----- DATA SECTION

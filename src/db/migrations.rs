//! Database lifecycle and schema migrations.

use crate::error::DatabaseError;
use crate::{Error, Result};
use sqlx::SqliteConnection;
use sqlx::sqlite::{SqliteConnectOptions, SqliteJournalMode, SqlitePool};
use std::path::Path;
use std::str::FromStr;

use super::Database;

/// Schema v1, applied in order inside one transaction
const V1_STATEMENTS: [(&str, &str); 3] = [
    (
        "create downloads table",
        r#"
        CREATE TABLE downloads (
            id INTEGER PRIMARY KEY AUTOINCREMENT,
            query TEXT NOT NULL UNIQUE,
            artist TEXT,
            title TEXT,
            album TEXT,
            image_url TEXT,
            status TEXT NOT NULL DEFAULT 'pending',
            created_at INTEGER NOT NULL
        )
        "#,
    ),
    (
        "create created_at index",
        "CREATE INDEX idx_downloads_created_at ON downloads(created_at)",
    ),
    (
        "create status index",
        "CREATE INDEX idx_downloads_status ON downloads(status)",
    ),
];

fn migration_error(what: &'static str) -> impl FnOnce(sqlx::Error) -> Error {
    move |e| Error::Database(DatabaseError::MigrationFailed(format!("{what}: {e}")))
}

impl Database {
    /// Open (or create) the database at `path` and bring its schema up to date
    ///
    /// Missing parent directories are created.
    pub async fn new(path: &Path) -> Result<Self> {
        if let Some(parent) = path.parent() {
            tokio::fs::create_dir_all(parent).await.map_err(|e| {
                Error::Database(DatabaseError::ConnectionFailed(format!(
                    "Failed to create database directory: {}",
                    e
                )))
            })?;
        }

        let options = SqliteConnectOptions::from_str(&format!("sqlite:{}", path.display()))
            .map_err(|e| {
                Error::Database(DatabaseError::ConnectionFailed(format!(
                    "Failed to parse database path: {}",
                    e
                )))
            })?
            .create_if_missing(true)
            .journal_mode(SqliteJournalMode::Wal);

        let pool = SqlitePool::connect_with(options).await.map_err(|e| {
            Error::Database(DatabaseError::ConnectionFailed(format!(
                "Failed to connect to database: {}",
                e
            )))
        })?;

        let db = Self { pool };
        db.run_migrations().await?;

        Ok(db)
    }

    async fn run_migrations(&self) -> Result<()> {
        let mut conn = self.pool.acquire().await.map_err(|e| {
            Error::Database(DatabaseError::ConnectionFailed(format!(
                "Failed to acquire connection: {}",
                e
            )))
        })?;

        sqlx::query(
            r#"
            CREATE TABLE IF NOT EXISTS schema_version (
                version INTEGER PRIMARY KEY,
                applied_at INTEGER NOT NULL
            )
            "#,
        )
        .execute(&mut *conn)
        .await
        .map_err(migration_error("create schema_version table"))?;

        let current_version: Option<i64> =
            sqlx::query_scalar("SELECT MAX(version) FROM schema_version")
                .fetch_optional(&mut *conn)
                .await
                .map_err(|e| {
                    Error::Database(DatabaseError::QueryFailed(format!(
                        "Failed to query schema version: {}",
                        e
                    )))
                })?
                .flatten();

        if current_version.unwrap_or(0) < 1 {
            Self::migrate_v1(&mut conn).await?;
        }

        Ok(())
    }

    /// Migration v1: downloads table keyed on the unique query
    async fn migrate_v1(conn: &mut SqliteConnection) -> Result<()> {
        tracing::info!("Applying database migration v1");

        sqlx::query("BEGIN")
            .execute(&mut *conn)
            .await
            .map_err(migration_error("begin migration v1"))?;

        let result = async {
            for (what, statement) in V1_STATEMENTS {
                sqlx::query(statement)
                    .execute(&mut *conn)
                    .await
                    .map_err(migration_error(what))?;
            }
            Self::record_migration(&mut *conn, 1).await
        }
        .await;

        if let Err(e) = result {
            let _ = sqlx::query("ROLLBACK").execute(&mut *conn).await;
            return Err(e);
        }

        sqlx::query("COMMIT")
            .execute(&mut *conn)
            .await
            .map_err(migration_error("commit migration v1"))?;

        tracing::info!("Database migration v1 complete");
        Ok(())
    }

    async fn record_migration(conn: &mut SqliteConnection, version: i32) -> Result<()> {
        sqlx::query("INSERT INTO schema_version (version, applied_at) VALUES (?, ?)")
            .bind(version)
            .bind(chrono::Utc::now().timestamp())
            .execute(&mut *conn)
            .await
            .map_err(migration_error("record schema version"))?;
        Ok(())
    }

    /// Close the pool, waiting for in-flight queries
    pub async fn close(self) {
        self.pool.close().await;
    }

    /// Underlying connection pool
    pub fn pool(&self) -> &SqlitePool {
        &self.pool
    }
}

----------

*REQUIRED ACTION*
Would you copy all lines in the records where the string "DatabaseError" appears?

*SOLVED PROBLEM*
use crate::error::DatabaseError;
    move |e| Error::Database(DatabaseError::MigrationFailed(format!("{what}: {e}")))
                Error::Database(DatabaseError::ConnectionFailed(format!(
                Error::Database(DatabaseError::ConnectionFailed(format!(
            Error::Database(DatabaseError::ConnectionFailed(format!(
            Error::Database(DatabaseError::ConnectionFailed(format!(
                    Error::Database(DatabaseError::QueryFailed(format!(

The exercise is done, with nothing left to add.